It was Kwalick, a 6'3", 222-pound Mike Ditka-type with power and speed, who scored the first touchdown Saturday by making a sensational catch of an 18-yard pass from Sherman. When that was followed up by the Onkotz interception, Penn State had the early lead it badly wanted.

But North Carolina State, which had not been scored on in the first period all year, refused to panic after giving up 13 quick points. The Wolfpack held off three more threats inside their 20-yard line before half time and then took charge of the game in the second half. Penn State gained only eight yards passing and 24 rushing in the last two periods, and North Carolina State seemed to have the ball all the time. Twice the Wolfpack was stopped inside the 10 and settled for field goals by Gerald Warren, the nation's leading kicker.
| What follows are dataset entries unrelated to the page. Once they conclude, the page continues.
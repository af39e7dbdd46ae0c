//! End-to-end tests for the edaflow binary

use assert_cmd::prelude::*;
use predicates::prelude::*;
use std::fs;
use std::path::Path;
use std::process::Command;
use tempfile::TempDir;

fn edaflow_cmd() -> Command {
    let mut cmd = Command::cargo_bin("edaflow").unwrap();
    for var in [
        "EDAFLOW_BACKEND",
        "EDAFLOW_ARCH",
        "EDAFLOW_WORK_ROOT",
        "EDAFLOW_JSON",
        "RUST_LOG",
    ] {
        cmd.env_remove(var);
    }
    cmd
}

const BLINKY: &str = r#"
[design]
name = "blinky"
toplevel = "top"

[flow]
backend = "nextpnr"
arch = "ice40"

[options]
package = "sg48"

[[files]]
name = "blinky.json"
file_type = "jsonNetlist"

[[files]]
name = "pins.pcf"
file_type = "PCF"

[[files]]
name = "notes.txt"
file_type = "text"
"#;

fn write_manifest(dir: &Path, content: &str) {
    fs::write(dir.join("edaflow.toml"), content).unwrap();
}

// ══════════════════════════════════════════════════════════════════════════════
// HELP
// ══════════════════════════════════════════════════════════════════════════════

#[test]
fn test_help_lists_commands_and_environment() {
    edaflow_cmd()
        .arg("--help")
        .assert()
        .success()
        .stdout(predicate::str::contains("generate"))
        .stdout(predicate::str::contains("variants"))
        .stdout(predicate::str::contains("EDAFLOW_BACKEND"));
}

// ══════════════════════════════════════════════════════════════════════════════
// GENERATE
// ══════════════════════════════════════════════════════════════════════════════

#[test]
fn test_generate_writes_makefile() {
    let temp_dir = TempDir::new().unwrap();
    write_manifest(temp_dir.path(), BLINKY);

    edaflow_cmd()
        .current_dir(temp_dir.path())
        .arg("generate")
        .assert()
        .success()
        .stdout(predicate::str::contains("Variant: nextpnr ice40"))
        .stdout(predicate::str::contains("Default targets: blinky.asc"))
        .stdout(predicate::str::contains("Unused files: 1"));

    let makefile = fs::read_to_string(temp_dir.path().join("build").join("Makefile")).unwrap();
    assert!(makefile.starts_with("# Auto generated by edaflow"));
    assert!(makefile.contains("--pcf pins.pcf"));
    assert!(makefile.contains("--package sg48"));
}

#[test]
fn test_generate_from_subdirectory() {
    let temp_dir = TempDir::new().unwrap();
    write_manifest(temp_dir.path(), BLINKY);
    let nested = temp_dir.path().join("rtl");
    fs::create_dir(&nested).unwrap();

    edaflow_cmd()
        .current_dir(&nested)
        .args(["generate", "--work-root", "out"])
        .assert()
        .success();

    assert!(nested.join("out").join("Makefile").is_file());
}

#[test]
fn test_generate_json_output() {
    let temp_dir = TempDir::new().unwrap();
    write_manifest(temp_dir.path(), BLINKY);

    let output = edaflow_cmd()
        .current_dir(temp_dir.path())
        .args(["generate", "--json"])
        .output()
        .unwrap();
    assert!(output.status.success());

    let value: serde_json::Value = serde_json::from_slice(&output.stdout).unwrap();
    assert_eq!(value["variant"], "nextpnr ice40");
    assert_eq!(value["default_targets"][0], "blinky.asc");
    assert_eq!(value["artifacts"][0]["file_type"], "iceboxAscii");
    assert_eq!(value["unused_files"][0]["name"], "notes.txt");
}

#[test]
fn test_generate_missing_option_fails() {
    let temp_dir = TempDir::new().unwrap();
    write_manifest(temp_dir.path(), BLINKY);

    edaflow_cmd()
        .current_dir(temp_dir.path())
        .args(["generate", "--arch", "gowin"])
        .assert()
        .failure()
        .stderr(predicate::str::contains("device"));

    assert!(!temp_dir.path().join("build").join("Makefile").exists());
}

#[test]
fn test_generate_unsupported_arch_fails() {
    let temp_dir = TempDir::new().unwrap();
    write_manifest(temp_dir.path(), BLINKY);

    edaflow_cmd()
        .current_dir(temp_dir.path())
        .args(["generate", "--arch", "virtex2"])
        .assert()
        .failure()
        .stderr(predicate::str::contains("virtex2"));
}

#[test]
fn test_generate_without_manifest_fails() {
    let temp_dir = TempDir::new().unwrap();

    edaflow_cmd()
        .current_dir(temp_dir.path())
        .arg("generate")
        .assert()
        .failure()
        .stderr(predicate::str::contains("No flow manifest found"));
}

#[test]
fn test_env_backend_override() {
    let temp_dir = TempDir::new().unwrap();
    write_manifest(temp_dir.path(), BLINKY);

    edaflow_cmd()
        .current_dir(temp_dir.path())
        .env("EDAFLOW_ARCH", "ecp5")
        .arg("generate")
        .assert()
        .success()
        .stdout(predicate::str::contains("Variant: nextpnr ecp5"));
}

// ══════════════════════════════════════════════════════════════════════════════
// VARIANTS
// ══════════════════════════════════════════════════════════════════════════════

#[test]
fn test_variants_table() {
    edaflow_cmd()
        .arg("variants")
        .assert()
        .success()
        .stdout(predicate::str::contains("symbiflow-vpr"))
        .stdout(predicate::str::contains("quicklogic"))
        .stdout(predicate::str::contains("part,package"));
}

#[test]
fn test_variants_json() {
    let output = edaflow_cmd().args(["variants", "--json"]).output().unwrap();
    assert!(output.status.success());

    let value: serde_json::Value = serde_json::from_slice(&output.stdout).unwrap();
    let entries = value.as_array().unwrap();
    assert_eq!(entries.len(), 10);
    assert!(entries
        .iter()
        .any(|e| e["backend"] == "nextpnr" && e["arch"] == "gowin" && e["subflows"] == false));
}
"When I was 10 years old," Warren says, "I saw Lou Groza on television, and I thought that ain't nothin' I can't do. I've been kicking ever since, and I guess if the pros want me they'll come around." Warren can score from anywhere inside the 40; but now there was not enough time for three more drives into field-goal range. The Wolfpack needed a touchdown. Once runs by Barchuk and Bobby Hall got them to the Penn State 13 but, on second down with short yardage to go, Donnan gambled on a pass over the middle and Penn State Safety Tim Montgomery cut in front of the receiver for an interception.

Still the Kyoties didn't lose their Kool, stopping Penn State and mounting their last drive, which ended when Onkotz met Barchuk head to head.

"That Barchuk is quite a guy," said Onkotz afterward. "Several times when I tackled him he said, 'Way to hit.' "

"Do you think you earned a chance at a bowl by this win?" Onkotz was asked.

"All we were thinking about today," said Onkotz, "was that the guys we were playing were supposed to be a Sugar Bowl team."

TWO PHOTOS

WITH YARD TO GO FOR A SCORE, WOLFPACK'S BARCHUK HEADS INTO LINE, BUT GETS THROWN BACK BY PENN STATE HERO ONKOTZ (35)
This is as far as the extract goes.